━━ Provided entries ━━
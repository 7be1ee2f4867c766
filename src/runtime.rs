//! The suspension bridge and its single-threaded driver.
//!
//! A spawned computation is an `async` body returning
//! `Result<T, Fault>`. The runtime pairs it with a completion cell,
//! parks it in the task table, and hands the consumer the cell's
//! [`Waitable`]. Awaiting inside the body is the suspension primitive:
//! a pending await registers the task's waker on the awaited cell and
//! attaches the task's chain link downstream of it; delivery enqueues a
//! resume token that the next [`Runtime::turn`] drains.
//!
//! The game's main loop owns the cadence: it calls `turn` once per
//! tick and feeds the time source separately. Tokens enqueued while a
//! turn is draining run on the next turn.

use std::cell::{Cell, RefCell};
use std::collections::{HashMap, HashSet, VecDeque};
use std::future::Future;
use std::pin::Pin;
use std::rc::Rc;
use std::sync::atomic::{AtomicU64, Ordering};
use std::sync::Arc;
use std::task::{Context, Poll, Waker};

use futures::task::ArcWake;
use parking_lot::Mutex;
use pin_project::pin_project;
use tracing::{debug, trace};

use crate::chain::{self, CancelHandle, Chain};
use crate::fault::Fault;
use crate::promise::{self, Promise, Waitable};

/// Identifies one parked computation in the task table.
#[derive(Debug, Clone, Copy, PartialEq, Eq, Hash)]
pub struct TaskId(u64);

// Resume tokens. The queue sits behind a mutex only because the waker
// contract demands `Send + Sync`; every push and drain happens on the
// one logical thread.
struct TokenQueue {
    ready: Mutex<VecDeque<TaskId>>,
    enqueued: AtomicU64,
}

impl TokenQueue {
    fn push(&self, id: TaskId) {
        self.ready.lock().push_back(id);
        self.enqueued.fetch_add(1, Ordering::Relaxed);
    }
}

struct Resume {
    id: TaskId,
    queue: Arc<TokenQueue>,
}

impl ArcWake for Resume {
    fn wake_by_ref(arc_self: &Arc<Self>) {
        arc_self.queue.push(arc_self.id);
    }
}

type PromiseSlot<T> = Rc<RefCell<Option<Promise<T>>>>;

// Wraps a spawned body so that its result is delivered into the
// internal promise: `Ok` delivers the value, `Err` delivers the
// failure. The slot is shared with the task's abort callback, which
// fails the promise with `Fault::Canceled` if it gets there first.
#[pin_project]
struct DeliverBody<F, T> {
    #[pin]
    body: F,
    slot: PromiseSlot<T>,
}

impl<F, T> Future for DeliverBody<F, T>
where
    F: Future<Output = Result<T, Fault>>,
{
    type Output = ();

    fn poll(self: Pin<&mut Self>, cx: &mut Context<'_>) -> Poll<()> {
        let this = self.project();
        match this.body.poll(cx) {
            Poll::Ready(out) => {
                let promise = this.slot.borrow_mut().take();
                if let Some(mut promise) = promise {
                    match out {
                        Ok(value) => promise.deliver(value),
                        Err(fault) => promise.fail(fault),
                    }
                }
                Poll::Ready(())
            }
            Poll::Pending => Poll::Pending,
        }
    }
}

struct TaskRecord {
    body: Pin<Box<dyn Future<Output = ()>>>,
    chain: Chain,
    waker: Waker,
}

struct Inner {
    queue: Arc<TokenQueue>,
    tasks: RefCell<HashMap<TaskId, TaskRecord>>,
    /// Task currently being polled, if any.
    polling: Cell<Option<TaskId>>,
    /// Tasks cancelled while they were out of the table being polled.
    doomed: RefCell<HashSet<TaskId>>,
    next_task: Cell<u64>,
}

impl Drop for Inner {
    fn drop(&mut self) {
        // Dropping the last runtime handle cancels everything still
        // parked, so outstanding waitables observe `Fault::Canceled`
        // and provider registrations are released.
        let tasks = std::mem::take(&mut *self.tasks.borrow_mut());
        for (_, record) in tasks {
            record.chain.abort();
        }
    }
}

impl Inner {
    fn despawn(inner: &Rc<Inner>, id: TaskId) {
        let record = inner.tasks.borrow_mut().remove(&id);
        if let Some(record) = record {
            debug!(task = id.0, "task despawned");
            drop(record);
        } else if inner.polling.get() == Some(id) {
            inner.doomed.borrow_mut().insert(id);
        }
    }
}

/// The cooperative runtime: task table, resume-token queue, and the
/// per-tick driver.
///
/// Cloning is cheap and shares the same runtime. Dropping the last
/// handle cancels every computation still parked.
#[derive(Clone)]
pub struct Runtime {
    inner: Rc<Inner>,
}

impl Default for Runtime {
    fn default() -> Self {
        Self::new()
    }
}

impl Runtime {
    pub fn new() -> Self {
        Runtime {
            inner: Rc::new(Inner {
                queue: Arc::new(TokenQueue {
                    ready: Mutex::new(VecDeque::new()),
                    enqueued: AtomicU64::new(0),
                }),
                tasks: RefCell::new(HashMap::new()),
                polling: Cell::new(None),
                doomed: RefCell::new(HashSet::new()),
                next_task: Cell::new(0),
            }),
        }
    }

    /// Starts a suspending computation and returns the waitable its
    /// caller observes.
    ///
    /// The body's `Ok` return delivers the waitable; an `Err`
    /// propagating out of the body fails it with the same fault, which
    /// awaiting computations re-raise at their own await sites.
    pub fn spawn<T, F>(&self, body: F) -> Waitable<T>
    where
        T: 'static,
        F: Future<Output = Result<T, Fault>> + 'static,
    {
        let (waitable, promise) = promise::pair();
        let id = TaskId(self.inner.next_task.get());
        self.inner.next_task.set(id.0 + 1);

        let slot: PromiseSlot<T> = Rc::new(RefCell::new(Some(promise)));
        let chain = waitable.chain();
        {
            let slot = Rc::clone(&slot);
            let weak = Rc::downgrade(&self.inner);
            chain.arm(move || {
                let promise = slot.borrow_mut().take();
                if let Some(mut promise) = promise {
                    promise.fail(Fault::Canceled);
                }
                if let Some(inner) = weak.upgrade() {
                    Inner::despawn(&inner, id);
                }
            });
        }

        let waker = futures::task::waker(Arc::new(Resume {
            id,
            queue: Arc::clone(&self.inner.queue),
        }));
        let record = TaskRecord {
            body: Box::pin(DeliverBody { body, slot }),
            chain: chain.clone(),
            waker,
        };
        self.inner.tasks.borrow_mut().insert(id, record);
        self.inner.queue.push(id);
        trace!(task = id.0, "task spawned");
        waitable
    }

    /// As [`spawn`](Runtime::spawn), additionally returning the handle
    /// that unwinds the whole chain of suspensions rooted here.
    pub fn spawn_root<T, F>(&self, body: F) -> (Waitable<T>, CancelHandle)
    where
        T: 'static,
        F: Future<Output = Result<T, Fault>> + 'static,
    {
        let waitable = self.spawn(body);
        let handle = CancelHandle::new(waitable.chain());
        (waitable, handle)
    }

    /// Drains the resume tokens enqueued so far, resuming each parked
    /// computation once per token, in enqueue order. Returns the number
    /// of resumptions performed.
    pub fn turn(&self) -> usize {
        let batch: Vec<TaskId> = self.inner.queue.ready.lock().drain(..).collect();
        let mut resumed = 0;
        for id in batch {
            let record = self.inner.tasks.borrow_mut().remove(&id);
            let Some(mut record) = record else {
                // Token for a task that retired or was despawned.
                continue;
            };
            self.inner.polling.set(Some(id));
            let waker = record.waker.clone();
            let mut cx = Context::from_waker(&waker);
            let poll = chain::with_ambient(&record.chain, || record.body.as_mut().poll(&mut cx));
            self.inner.polling.set(None);
            resumed += 1;
            match poll {
                Poll::Ready(()) => {
                    record.chain.disarm();
                    self.inner.doomed.borrow_mut().remove(&id);
                    trace!(task = id.0, "task completed");
                }
                Poll::Pending => {
                    if self.inner.doomed.borrow_mut().remove(&id) {
                        debug!(task = id.0, "task canceled during poll");
                    } else {
                        self.inner.tasks.borrow_mut().insert(id, record);
                    }
                }
            }
        }
        resumed
    }

    /// Runs turns until one drains nothing. Test and demo convenience;
    /// the game loop calls [`turn`](Runtime::turn) on its own cadence.
    pub fn drain(&self) -> usize {
        let mut total = 0;
        loop {
            let resumed = self.turn();
            if resumed == 0 {
                return total;
            }
            total += resumed;
        }
    }

    /// Number of computations currently parked or runnable.
    pub fn pending_tasks(&self) -> usize {
        self.inner.tasks.borrow().len()
    }

    /// Total resume tokens ever enqueued, including the initial token
    /// each spawn enqueues. Awaits that are ready at poll time must not
    /// move this counter.
    pub fn tokens_enqueued(&self) -> u64 {
        self.inner.queue.enqueued.load(Ordering::Relaxed)
    }
}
━━━
### Task description
Answer required as a bare number: state how many lines in the material contain the word "Context".

### Response for this exercise
3